While Democrats hold little power in the state governed by Republican Gov. Mark Gordon, the decision comes down to Biden's selection and a U.S. Senate vote for confirmation. With the 50-50 split in the Senate, the president's party has raced to confirm 40 federal court nominees as of Dec. 20. That rivals the pace of Trump, who got 22 federal judges confirmed by a similar point in his first year and went on to confirm 226 during his single term in office.
Republicans in Wyoming have remained quiet about a recommendation offering to the White House. While most judicial nominees have not been contentious in the state's history, several GOP-led states, including Tennessee and Idaho, have spoken out in recent time about the president's judicial nominees, hoping to have their preference weighed by Biden.
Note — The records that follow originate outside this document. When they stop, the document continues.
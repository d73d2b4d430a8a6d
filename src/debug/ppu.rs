// PPU Debugger - state snapshots and pattern table rendering
//
// Provides:
// - PPU state capture for inspection
// - Pattern table tile-sheet rendering
// - PNG export of rendered sheets

use std::fs;
use std::io;
use std::path::Path;

use crate::display::palette_to_rgba;
use crate::ppu::Ppu;

/// Width/height of a rendered pattern table sheet in pixels
///
/// Each pattern table holds 256 tiles in a 16x16 arrangement of 8x8 tiles.
pub const PATTERN_TABLE_DIM: usize = 128;

/// PPU state snapshot
///
/// A point-in-time copy of the externally interesting PPU state.
#[derive(Debug, Clone)]
pub struct PpuState {
    /// Current scanline (0-261)
    pub scanline: u16,

    /// Current cycle (0-340)
    pub cycle: u16,

    /// Frame counter
    pub frame: u64,

    /// PPUCTRL register
    pub ppuctrl: u8,

    /// PPUMASK register
    pub ppumask: u8,

    /// PPUSTATUS register
    pub ppustatus: u8,

    /// OAMADDR register
    pub oam_addr: u8,

    /// Current VRAM address (v)
    pub v: u16,

    /// Temporary VRAM address (t)
    pub t: u16,

    /// Fine X scroll
    pub fine_x: u8,

    /// Write latch (w)
    pub write_latch: bool,

    /// NMI pending flag
    pub nmi_pending: bool,
}

impl PpuState {
    /// Capture the current PPU state
    pub fn capture(ppu: &Ppu) -> Self {
        PpuState {
            scanline: ppu.scanline(),
            cycle: ppu.cycle(),
            frame: ppu.frame_count(),
            ppuctrl: ppu.ppuctrl,
            ppumask: ppu.ppumask,
            ppustatus: ppu.ppustatus,
            oam_addr: ppu.oam_addr,
            v: ppu.v,
            t: ppu.t,
            fine_x: ppu.fine_x,
            write_latch: ppu.write_latch,
            nmi_pending: ppu.nmi_pending(),
        }
    }

    /// Format PPUCTRL flags for display
    pub fn format_ppuctrl(&self) -> String {
        let mut flags = Vec::new();

        if self.ppuctrl & 0x80 != 0 {
            flags.push("NMI");
        }
        if self.ppuctrl & 0x20 != 0 {
            flags.push("SPR8x16");
        } else {
            flags.push("SPR8x8");
        }
        if self.ppuctrl & 0x10 != 0 {
            flags.push("BG@$1000");
        } else {
            flags.push("BG@$0000");
        }
        if self.ppuctrl & 0x08 != 0 {
            flags.push("SPR@$1000");
        } else {
            flags.push("SPR@$0000");
        }
        if self.ppuctrl & 0x04 != 0 {
            flags.push("+32");
        } else {
            flags.push("+1");
        }

        flags.push(match self.ppuctrl & 0x03 {
            0 => "NT$2000",
            1 => "NT$2400",
            2 => "NT$2800",
            _ => "NT$2C00",
        });

        flags.join(" ")
    }
}

impl Ppu {
    /// Render a pattern table to a 128x128 RGBA tile sheet
    ///
    /// Decodes all 256 tiles of the selected CHR bank through one of the
    /// eight frame palettes. Read-only: no emulation state is touched.
    ///
    /// # Arguments
    ///
    /// * `table` - Pattern table index (0 = $0000, 1 = $1000)
    /// * `palette` - Frame palette (0-3 background, 4-7 sprite)
    ///
    /// # Returns
    ///
    /// RGBA pixel data, 128x128x4 bytes, tiles laid out 16x16
    ///
    /// # Panics
    ///
    /// Panics if `table` > 1 or `palette` > 7 (caller contract).
    pub fn get_pattern_table(&self, table: u8, palette: u8) -> Vec<u8> {
        assert!(table < 2, "pattern table index {} out of range", table);
        assert!(palette < 8, "palette index {} out of range", palette);

        let base = (table as u16) * 0x1000;
        let mut sheet = vec![0u8; PATTERN_TABLE_DIM * PATTERN_TABLE_DIM * 4];

        for tile_y in 0..16u16 {
            for tile_x in 0..16u16 {
                let offset = base + tile_y * 0x0100 + tile_x * 0x0010;
                for row in 0..8u16 {
                    let lsb = self.read_ppu_memory(offset + row);
                    let msb = self.read_ppu_memory(offset + row + 8);
                    for col in 0..8u16 {
                        let bit = 7 - col;
                        let pixel = ((lsb >> bit) & 0x01) | (((msb >> bit) & 0x01) << 1);

                        let color =
                            self.palette_color((palette << 2) | pixel);
                        let rgba = palette_to_rgba(color);

                        let px = (tile_x * 8 + col) as usize;
                        let py = (tile_y * 8 + row) as usize;
                        let index = (py * PATTERN_TABLE_DIM + px) * 4;
                        sheet[index..index + 4].copy_from_slice(&rgba);
                    }
                }
            }
        }

        sheet
    }
}

/// Errors that can occur while exporting a pattern table sheet
#[derive(Debug)]
pub enum PatternTableError {
    /// I/O error
    Io(io::Error),

    /// PNG encoding error
    PngEncoding(png::EncodingError),
}

impl std::fmt::Display for PatternTableError {
    fn fmt(&self, f: &mut std::fmt::Formatter<'_>) -> std::fmt::Result {
        match self {
            PatternTableError::Io(e) => write!(f, "I/O error: {}", e),
            PatternTableError::PngEncoding(e) => write!(f, "PNG encoding error: {}", e),
        }
    }
}

impl std::error::Error for PatternTableError {}

impl From<io::Error> for PatternTableError {
    fn from(e: io::Error) -> Self {
        PatternTableError::Io(e)
    }
}

impl From<png::EncodingError> for PatternTableError {
    fn from(e: png::EncodingError) -> Self {
        PatternTableError::PngEncoding(e)
    }
}

/// Export a rendered pattern table sheet as a PNG file
///
/// # Arguments
///
/// * `path` - Destination file path
/// * `ppu` - The PPU whose CHR memory and palettes to render
/// * `table` - Pattern table index (0 or 1)
/// * `palette` - Frame palette (0-7)
pub fn write_pattern_table_png(
    path: &Path,
    ppu: &Ppu,
    table: u8,
    palette: u8,
) -> Result<(), PatternTableError> {
    let sheet = ppu.get_pattern_table(table, palette);

    let file = fs::File::create(path)?;
    let writer = io::BufWriter::new(file);

    let mut encoder = png::Encoder::new(
        writer,
        PATTERN_TABLE_DIM as u32,
        PATTERN_TABLE_DIM as u32,
    );
    encoder.set_color(png::ColorType::Rgba);
    encoder.set_depth(png::BitDepth::Eight);

    let mut png_writer = encoder.write_header()?;
    png_writer.write_image_data(&sheet)?;

    Ok(())
}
In November, Idaho Sens. Mike Crapo and Jim Risch sent a letter to the Biden administration requesting to convene about the state's federal district judge vacancy, arguing it "cannot be filled" without a "mutual agreement" and argued in favor of observing the "blue slip" procedure.
During the Trump administration, then-Senate Judiciary Committee Chairman Chuck Grassley ended the tradition of honoring the “blue slip” rule for circuit judges, a nonlegal procedure of patronage in which if a senator didn’t signal support of a nominee by returning a blue slip document, that nominee typically would not advance.
"It's not as if there's some legally binding rule called the 'blue slip.' It's very much an iffy thing that goes up and down," Russell Wheeler, a governance studies expert with the Brookings Institution, told the Washington Examiner.
Democratic Sen. Dick Durbin, chairman of the Senate Judiciary Committee, has in rare instances allowed states with Republican senators to have some say in the process of nominating a judge to a vacant seat.
"What's it going to be under Biden? It's hard to say because on the Court of Appeals, he's only nominated one person to a seat traditionally assigned to a Republican senator's state, that's Tennessee, and also four to district courts in states with Republican senators, three in Ohio and one in Wisconsin," Wheeler said.
Hebert said it is Biden's "intention" to have a nominee who has the support of the congressional delegation in Wyoming.
"[Biden] spent a long time in the Senate and likes to attempt to work across the aisle," Hebert said. "Whether our delegation chooses to support his eventual nominee is kind of anybody's guess."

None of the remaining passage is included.